Pakistani newspaper ad seeks bids for a Great Firewall of Pakistan

The ad, clipped from one of the national Pakistani newspapers today (it apparently ran in all of them), seeks bids for a national censoring firewall: "Each box should be able to handle a block list of up to 50 million URLs (concurrent unidirectional filtering capacity) with processing delay of not more than 1 milliseconds."

(Thanks, Shari!)


  1. So, is putting a bid together? Great! I look forward to it. This is the opportunity to set in place a proper system to “filter” the “internet” whilst ensuring that all invalid take-down notices result in hefty financial damages to the proposer. How about this: To request a take-down notice, one must place 2% of one’s assets (or equivalent sum, the assets of one’s holding company or group of companies) in escrow with the take-down agency. If the take-down notice is upheld by the court, the sum is returned, otherwise it is forfeited.

    Section 2 could cover circumvention measures to be released after the service launches; a protocol to map each real world URL into 5*10^7 extended URLs, to pad up the blocking table, define ARP: auto rickrolling protocol, etc.

    Remember, like the Greek monks: we say “Yes, and…” rather than “No, but…”

    I wonder how recently this advert ran? Does anyone know?

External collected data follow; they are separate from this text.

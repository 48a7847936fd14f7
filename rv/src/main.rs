//! rv - operator CLI over the persisted rendezvous table

use clap::Parser;
use colored::*;
use eyre::{Context, Result, eyre};
use tracing::{debug, info};

use rendezvous::cli::{Cli, Command};
use rendezvous::{BarrierRegistry, BarrierStatus, Config};

fn setup_logging(cli_log_level: Option<&str>, config_log_level: Option<&str>) -> Result<()> {
    // Priority: --log-level > config file > INFO
    let level = match cli_log_level.or(config_log_level).map(|s| s.to_uppercase()) {
        Some(s) => match s.as_str() {
            "TRACE" => tracing::Level::TRACE,
            "DEBUG" => tracing::Level::DEBUG,
            "INFO" => tracing::Level::INFO,
            "WARN" | "WARNING" => tracing::Level::WARN,
            "ERROR" => tracing::Level::ERROR,
            _ => {
                eprintln!("Warning: Unknown log-level '{}', defaulting to INFO", s);
                tracing::Level::INFO
            }
        },
        None => tracing::Level::INFO,
    };

    tracing_subscriber::fmt()
        .with_writer(std::io::stderr)
        .with_env_filter(tracing_subscriber::EnvFilter::from_default_env().add_directive(level.into()))
        .try_init()
        .map_err(|e| eyre!("{}", e))?;

    debug!("Logging initialized (level: {:?})", level);
    Ok(())
}

fn print_summary(status: &BarrierStatus) {
    // Released slots still count toward quorum until pruned
    let progress = format!("{}/{}", status.held.len() + status.resolved.len(), status.quorum);
    let mut line = format!("{} {}, {} held", status.name.cyan(), progress.yellow(), status.held.len());
    if !status.resolved.is_empty() {
        line.push_str(&format!(", {} resolved", status.resolved.len().to_string().green()));
    }
    if status.detached > 0 {
        line.push_str(&format!(", {} detached", status.detached.to_string().dimmed()));
    }
    println!("{}", line);
}

fn main() -> Result<()> {
    let cli = Cli::parse();
    let config = Config::load(cli.config.as_ref()).context("Failed to load configuration")?;
    setup_logging(cli.log_level.as_deref(), config.log_level.as_deref()).context("Failed to setup logging")?;

    info!(state_dir = %config.state_dir.display(), "rv starting");
    let registry = BarrierRegistry::open(&config.state_dir);

    match cli.command {
        Command::List => {
            println!("{}", format!("State file: {}", config.state_file().display()).dimmed());
            let statuses = registry.statuses();
            if statuses.is_empty() {
                println!("No rendezvous points");
            } else {
                for status in &statuses {
                    print_summary(status);
                }
            }
        }
        Command::Show { name } => {
            let status = registry
                .status(&name)
                .ok_or_else(|| eyre!("Rendezvous point not found: {}", name))?;
            print_summary(&status);
            println!("  Quorum: {}", status.quorum);
            for waiter_id in &status.held {
                println!("  {} {}", waiter_id, "held".yellow());
            }
            for waiter_id in &status.resolved {
                println!("  {} {}", waiter_id, "resolved".green());
            }
        }
        Command::Forget { name } => {
            if registry.forget(&name) {
                println!("{} Forgot rendezvous point: {}", "✓".green(), name.cyan());
            } else {
                return Err(eyre!("Rendezvous point not found: {}", name));
            }
        }
    }

    Ok(())
}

Given the deadline is the end of next week, it probably indicates the government has already picked the winner, and they now need to go through the motions of rubber stamping the process of throwing a bung to their friends.

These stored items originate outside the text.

//! Persistent store for the barrier table
//!
//! The whole table is one document, loaded and saved atomically. Handles are
//! process-local and never persisted; only waiter ids and their lifecycle
//! state survive a restart.

use std::collections::BTreeMap;
use std::fs::{self, File, OpenOptions};
use std::io::{self, Write};
use std::path::{Path, PathBuf};
use std::sync::{Mutex, PoisonError};

use chrono::{DateTime, Utc};
use eyre::{Context, Result};
use fs2::FileExt;
use serde::{Deserialize, Serialize};
use tracing::debug;
use uuid::Uuid;

use crate::barrier::WaiterState;

/// Well-known file name of the persisted table
pub const STATE_FILE_NAME: &str = "rendezvous.json";

/// Advisory lock file guarding [`STATE_FILE_NAME`]
pub const LOCK_FILE_NAME: &str = "rendezvous.lock";

/// Current document format version
pub const DOCUMENT_VERSION: u32 = 1;

/// Persisted waiter slot
#[derive(Debug, Clone, PartialEq, Eq, Serialize, Deserialize)]
pub struct PersistedWaiter {
    pub state: WaiterState,
    pub entered_at: DateTime<Utc>,
}

/// Persisted rendezvous point
#[derive(Debug, Clone, PartialEq, Eq, Serialize, Deserialize)]
pub struct PersistedBarrier {
    pub quorum: u32,
    #[serde(default)]
    pub holding: BTreeMap<String, PersistedWaiter>,
}

/// The full barrier table as written to disk
#[derive(Debug, Clone, PartialEq, Eq, Serialize, Deserialize)]
pub struct BarrierDocument {
    pub version: u32,
    pub saved_at: DateTime<Utc>,
    #[serde(default)]
    pub barriers: BTreeMap<String, PersistedBarrier>,
}

impl BarrierDocument {
    pub fn new(barriers: BTreeMap<String, PersistedBarrier>) -> Self {
        Self {
            version: DOCUMENT_VERSION,
            saved_at: Utc::now(),
            barriers,
        }
    }
}

impl Default for BarrierDocument {
    fn default() -> Self {
        Self::new(BTreeMap::new())
    }
}

/// Durable load/save of the whole barrier table
///
/// Implementations must make `save` atomic at document granularity. They do
/// not need to serialize concurrent callers; the registry already does.
pub trait PersistentStore: Send + Sync {
    /// Load the table; `Ok(None)` when nothing was ever saved
    fn load(&self) -> Result<Option<BarrierDocument>>;

    /// Replace the stored table
    fn save(&self, document: &BarrierDocument) -> Result<()>;
}

/// JSON document on the local filesystem
#[derive(Debug, Clone)]
pub struct JsonFileStore {
    dir: PathBuf,
}

impl JsonFileStore {
    /// Store rooted at `dir`; the directory is created on first save
    pub fn new(dir: impl Into<PathBuf>) -> Self {
        let dir = dir.into();
        debug!(?dir, "JsonFileStore::new: called");
        Self { dir }
    }

    /// Path of the persisted document
    pub fn path(&self) -> PathBuf {
        self.dir.join(STATE_FILE_NAME)
    }

    fn lock(&self) -> Result<File> {
        fs::create_dir_all(&self.dir).context(format!("Failed to create state directory {}", self.dir.display()))?;
        let lock_file = OpenOptions::new()
            .create(true)
            .truncate(false)
            .write(true)
            .open(self.dir.join(LOCK_FILE_NAME))
            .context("Failed to open lock file")?;
        lock_file.lock_exclusive().context("Failed to lock state directory")?;
        Ok(lock_file)
    }

    fn temp_path(&self) -> PathBuf {
        self.dir.join(format!(".rendezvous-{}.tmp", Uuid::now_v7()))
    }
}

impl PersistentStore for JsonFileStore {
    fn load(&self) -> Result<Option<BarrierDocument>> {
        let path = self.path();
        debug!(?path, "JsonFileStore::load: called");
        if !self.dir.is_dir() {
            debug!("JsonFileStore::load: no state directory yet");
            return Ok(None);
        }

        // Existence is decided under the lock so a concurrent first save is
        // either fully visible or not at all
        let lock = self.lock()?;
        let read = fs::read_to_string(&path);
        FileExt::unlock(&lock).ok();
        let content = match read {
            Ok(content) => content,
            Err(e) if e.kind() == io::ErrorKind::NotFound => {
                debug!("JsonFileStore::load: no document yet");
                return Ok(None);
            }
            Err(e) => return Err(e).context(format!("Failed to read {}", path.display())),
        };

        let document: BarrierDocument =
            serde_json::from_str(&content).context(format!("Failed to parse {}", path.display()))?;
        debug!(barriers = document.barriers.len(), "JsonFileStore::load: loaded");
        Ok(Some(document))
    }

    fn save(&self, document: &BarrierDocument) -> Result<()> {
        let path = self.path();
        debug!(?path, barriers = document.barriers.len(), "JsonFileStore::save: called");
        let content = serde_json::to_string_pretty(document)?;

        let lock = self.lock()?;
        let result = write_atomically(&self.temp_path(), &path, content.as_bytes());
        FileExt::unlock(&lock).ok();
        result
    }
}

/// Write to a sibling temp file, fsync, then rename over the target
fn write_atomically(temp_path: &Path, path: &Path, bytes: &[u8]) -> Result<()> {
    let write = || -> Result<()> {
        let mut temp_file = File::create(temp_path).context("Failed to create temp file")?;
        temp_file.write_all(bytes)?;
        temp_file.sync_all()?;
        drop(temp_file);
        fs::rename(temp_path, path).context(format!("Failed to replace {}", path.display()))?;
        Ok(())
    };

    let result = write();
    if result.is_err() && temp_path.exists() {
        let _ = fs::remove_file(temp_path);
    }
    result
}

/// In-memory store holding the serialized document
///
/// Sharing one instance between two registries simulates a restart.
#[derive(Debug, Default)]
pub struct MemoryStore {
    content: Mutex<Option<String>>,
}

impl MemoryStore {
    pub fn new() -> Self {
        Self::default()
    }

    /// Seed the store with raw document text
    pub fn with_content(content: impl Into<String>) -> Self {
        Self {
            content: Mutex::new(Some(content.into())),
        }
    }

    /// Raw document text last saved
    pub fn content(&self) -> Option<String> {
        self.content.lock().unwrap_or_else(PoisonError::into_inner).clone()
    }
}

impl PersistentStore for MemoryStore {
    fn load(&self) -> Result<Option<BarrierDocument>> {
        match self.content() {
            Some(content) => Ok(Some(serde_json::from_str(&content).context("Failed to parse document")?)),
            None => Ok(None),
        }
    }

    fn save(&self, document: &BarrierDocument) -> Result<()> {
        let content = serde_json::to_string(document)?;
        *self.content.lock().unwrap_or_else(PoisonError::into_inner) = Some(content);
        Ok(())
    }
}

#[cfg(test)]
mod tests {
    use super::*;
    use tempfile::tempdir;

    fn sample() -> BarrierDocument {
        let mut holding = BTreeMap::new();
        holding.insert(
            "n1".to_string(),
            PersistedWaiter {
                state: WaiterState::Held,
                entered_at: Utc::now(),
            },
        );
        let mut barriers = BTreeMap::new();
        barriers.insert("a".to_string(), PersistedBarrier { quorum: 2, holding });
        BarrierDocument::new(barriers)
    }

    #[test]
    fn test_missing_file_loads_none() {
        let temp = tempdir().unwrap();
        let store = JsonFileStore::new(temp.path().join("state"));
        assert!(store.load().unwrap().is_none());
    }

    #[test]
    fn test_lock_without_document_loads_none() {
        let temp = tempdir().unwrap();
        let store = JsonFileStore::new(temp.path());
        store.save(&BarrierDocument::new(BTreeMap::new())).unwrap();
        fs::remove_file(store.path()).unwrap();

        assert!(temp.path().join(LOCK_FILE_NAME).exists());
        assert!(store.load().unwrap().is_none());
    }

    #[test]
    fn test_save_then_load() {
        let temp = tempdir().unwrap();
        let store = JsonFileStore::new(temp.path());
        let document = sample();

        store.save(&document).unwrap();
        let loaded = store.load().unwrap().unwrap();
        assert_eq!(loaded, document);
    }

    #[test]
    fn test_save_leaves_no_temp_files() {
        let temp = tempdir().unwrap();
        let store = JsonFileStore::new(temp.path());
        store.save(&sample()).unwrap();
        store.save(&BarrierDocument::default()).unwrap();

        let leftovers: Vec<_> = fs::read_dir(temp.path())
            .unwrap()
            .filter_map(|entry| entry.ok())
            .filter(|entry| entry.file_name().to_string_lossy().ends_with(".tmp"))
            .collect();
        assert!(leftovers.is_empty());
        assert!(store.load().unwrap().unwrap().barriers.is_empty());
    }

    #[test]
    fn test_corrupt_file_is_an_error() {
        let temp = tempdir().unwrap();
        let store = JsonFileStore::new(temp.path());
        fs::write(store.path(), "{ not json").unwrap();
        assert!(store.load().is_err());
    }

    #[test]
    fn test_document_format_is_readable() {
        let temp = tempdir().unwrap();
        let store = JsonFileStore::new(temp.path());
        store.save(&sample()).unwrap();

        let raw: serde_json::Value = serde_json::from_str(&fs::read_to_string(store.path()).unwrap()).unwrap();
        assert_eq!(raw["version"], DOCUMENT_VERSION);
        assert_eq!(raw["barriers"]["a"]["quorum"], 2);
        assert_eq!(raw["barriers"]["a"]["holding"]["n1"]["state"], "held");
    }

    #[test]
    fn test_memory_store() {
        let store = MemoryStore::new();
        assert!(store.load().unwrap().is_none());

        let document = sample();
        store.save(&document).unwrap();
        assert_eq!(store.load().unwrap().unwrap(), document);

        let corrupt = MemoryStore::with_content("garbage");
        assert!(corrupt.load().is_err());
    }
}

  2. What’s the general feeling in Pakistan about this?

    If an ad like this were to be printed in an English/US newspaper I imagine that there’d be quite an uproar – even in the mainstream. I appreciate however that Pakistan have a few other things on their plate.

    Either way it’s quite a bold move; to issue an RFP for a national information censorship tool, in a newspaper.  The word ‘chutzpah’ comes to mind.

    Also, I’d love to hear their justification for such a system – every country seems to come up with a novel way to justify censorship – so what’s it going to be, national security? Piracy? Something new?

    1.  “If an ad like this were to be printed in an English/US newspaper…” is a great starting point for any wealthy boingboingers to do exactly that–purchase adspace in the paper of your choosing (I’d recommend the WSJ) and write up similarly spooky ad copy. 

      My bet?  Lots of replies in the affirmative (but then, I’m somewhat of a pessimist).

  3.  +++What’s the general feeling in Pakistan about this?+++

    We feel it’s one more wasted effort at reminding us not to upload insults about the President on YouTube.

    +++I’d love to hear their justification for such a system+++

    The usual “Porno is ruining our kids!” mostly. We are Muslims you see… no sex thank you. We can divide like amoebas.

  4. I am a software engineer from Pakistan and I assure you there is nothing to worry about. There is a new “filtering system” almost every year and they have all been incredibly easy to bypass. So no worries.

    This is just a bunch of grumpy old men paranoid by the internet and technology in general; what to them is some form of  new evil voodoo.

    Very similar to SOPA and PIPA in the US.

  5. Actually it’s nice to see that the Pakistani government follows good procurement practices even when it could be inconvenient for them.  A Western government would just make a sweet deal with whoever made the most campaign contributions to key representatives, ignoring all open procurement practices on grounds of national security.